-- Exercise directions --
Read the lines below, and copy any that contain the string "values".

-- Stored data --
########################################

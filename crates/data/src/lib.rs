pub mod csv_loader;
pub mod result_log;

pub use csv_loader::{load_poll_records, IngestReport, POLL_DATE_FORMAT};
pub use result_log::{LogError, ResultLog, RunRecord};
//! Zone configuration resolution
//!
//! Configuration values are read through a [`KeySource`] handed in by the
//! caller. The core never touches the process environment on its own;
//! [`EnvOrFileSource`] is the implementation a deployment normally passes.
//!
//! ## Keys
//!
//! - `AWS_ZONE_ID`: zone receiving the changes
//! - `AWS_HOSTED_ZONE_ID`: hosted zone owning alias targets
//! - `AWS_LOAD_BALANCER_HOST`: load balancer host available to callers
//!
//! Each key is looked up in the environment first, then as a file of the
//! same name under the secrets directory (a mounted Kubernetes secret).

use std::collections::HashMap;
use std::path::{Path, PathBuf};

use serde::{Deserialize, Serialize};

use crate::error::{Error, LookupError, Result};

/// Key holding the zone to mutate
pub const ZONE_ID_KEY: &str = "AWS_ZONE_ID";

/// Key holding the hosted zone that owns alias targets
pub const HOSTED_ZONE_ID_KEY: &str = "AWS_HOSTED_ZONE_ID";

/// Key holding the load balancer alias host
pub const LOAD_BALANCER_HOST_KEY: &str = "AWS_LOAD_BALANCER_HOST";

/// Environment variable overriding the secrets directory
pub const SECRETS_DIR_ENV: &str = "ZONE_SECRETS_DIR";

/// Default directory searched for secret files
pub const DEFAULT_SECRETS_DIR: &str = "/var/run/secrets/zone";

/// Key to string lookup capability
pub trait KeySource: Send + Sync {
    /// Resolve `key` to its value
    fn lookup(&self, key: &str) -> std::result::Result<String, LookupError>;
}

impl KeySource for HashMap<String, String> {
    fn lookup(&self, key: &str) -> std::result::Result<String, LookupError> {
        self.get(key)
            .cloned()
            .ok_or_else(|| LookupError::not_found(key))
    }
}

/// Looks a key up in the environment, then in a secret file
///
/// Empty values count as absent. File contents are trimmed.
#[derive(Debug, Clone)]
pub struct EnvOrFileSource {
    secrets_dir: PathBuf,
}

impl EnvOrFileSource {
    /// Use `ZONE_SECRETS_DIR` if set, otherwise [`DEFAULT_SECRETS_DIR`]
    pub fn new() -> Self {
        let dir = std::env::var(SECRETS_DIR_ENV)
            .ok()
            .filter(|dir| !dir.is_empty())
            .unwrap_or_else(|| DEFAULT_SECRETS_DIR.to_string());
        Self::with_secrets_dir(dir)
    }

    /// Read secret files from `dir`
    pub fn with_secrets_dir(dir: impl Into<PathBuf>) -> Self {
        Self {
            secrets_dir: dir.into(),
        }
    }

    /// Directory searched for secret files
    pub fn secrets_dir(&self) -> &Path {
        &self.secrets_dir
    }

    fn read_secret_file(&self, key: &str) -> std::result::Result<String, LookupError> {
        let path = self.secrets_dir.join(key);
        match std::fs::read_to_string(&path) {
            Ok(contents) => {
                let value = contents.trim();
                if value.is_empty() {
                    Err(LookupError::not_found(key))
                } else {
                    tracing::debug!("Resolved {} from {}", key, path.display());
                    Ok(value.to_string())
                }
            }
            Err(e) if e.kind() == std::io::ErrorKind::NotFound => {
                Err(LookupError::not_found(key))
            }
            Err(e) => Err(LookupError::Unreadable {
                key: key.to_string(),
                source: e,
            }),
        }
    }
}

impl Default for EnvOrFileSource {
    fn default() -> Self {
        Self::new()
    }
}

impl KeySource for EnvOrFileSource {
    fn lookup(&self, key: &str) -> std::result::Result<String, LookupError> {
        match std::env::var(key) {
            Ok(value) if !value.is_empty() => {
                tracing::debug!("Resolved {} from environment", key);
                Ok(value)
            }
            _ => self.read_secret_file(key),
        }
    }
}

/// Resolve one required key, attributing a failure to it
pub fn require(source: &dyn KeySource, key: &'static str, what: &'static str) -> Result<String> {
    source
        .lookup(key)
        .map_err(|source| Error::ConfigurationMissing { key, what, source })
}

/// Resolve one optional key
///
/// Only an absent value yields `None`; an unreadable secret file is still an
/// error attributed to `key`.
pub fn lookup_optional(
    source: &dyn KeySource,
    key: &'static str,
    what: &'static str,
) -> Result<Option<String>> {
    match source.lookup(key) {
        Ok(value) => Ok(Some(value)),
        Err(LookupError::NotFound { .. }) => Ok(None),
        Err(source) => Err(Error::ConfigurationMissing { key, what, source }),
    }
}

/// Identifiers of the zone a client mutates
///
/// Resolved once and never changed afterwards.
#[derive(Debug, Clone, PartialEq, Eq, Serialize, Deserialize)]
pub struct ZoneContext {
    zone_id: String,
    alias_hosted_zone_id: String,
    load_balancer_host: String,
}

impl ZoneContext {
    /// Build a context from already known values
    pub fn new(
        zone_id: impl Into<String>,
        alias_hosted_zone_id: impl Into<String>,
        load_balancer_host: impl Into<String>,
    ) -> Self {
        Self {
            zone_id: zone_id.into(),
            alias_hosted_zone_id: alias_hosted_zone_id.into(),
            load_balancer_host: load_balancer_host.into(),
        }
    }

    /// Resolve all three identifiers, failing on the first missing one
    pub fn resolve(source: &dyn KeySource) -> Result<Self> {
        let zone_id = require(source, ZONE_ID_KEY, "Zone ID")?;
        let alias_hosted_zone_id = require(source, HOSTED_ZONE_ID_KEY, "Hosted Zone ID")?;
        let load_balancer_host = require(source, LOAD_BALANCER_HOST_KEY, "Load balancer host")?;

        Ok(Self {
            zone_id,
            alias_hosted_zone_id,
            load_balancer_host,
        })
    }

    /// Zone receiving change batches
    pub fn zone_id(&self) -> &str {
        &self.zone_id
    }

    /// Hosted zone that owns alias targets
    pub fn alias_hosted_zone_id(&self) -> &str {
        &self.alias_hosted_zone_id
    }

    /// Load balancer host, for callers building alias records
    pub fn load_balancer_host(&self) -> &str {
        &self.load_balancer_host
    }
}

########################################

-- Finished exercise --
//! Configuration values are read through a [`KeySource`] handed in by the
/// Empty values count as absent. File contents are trimmed.
    /// Build a context from already known values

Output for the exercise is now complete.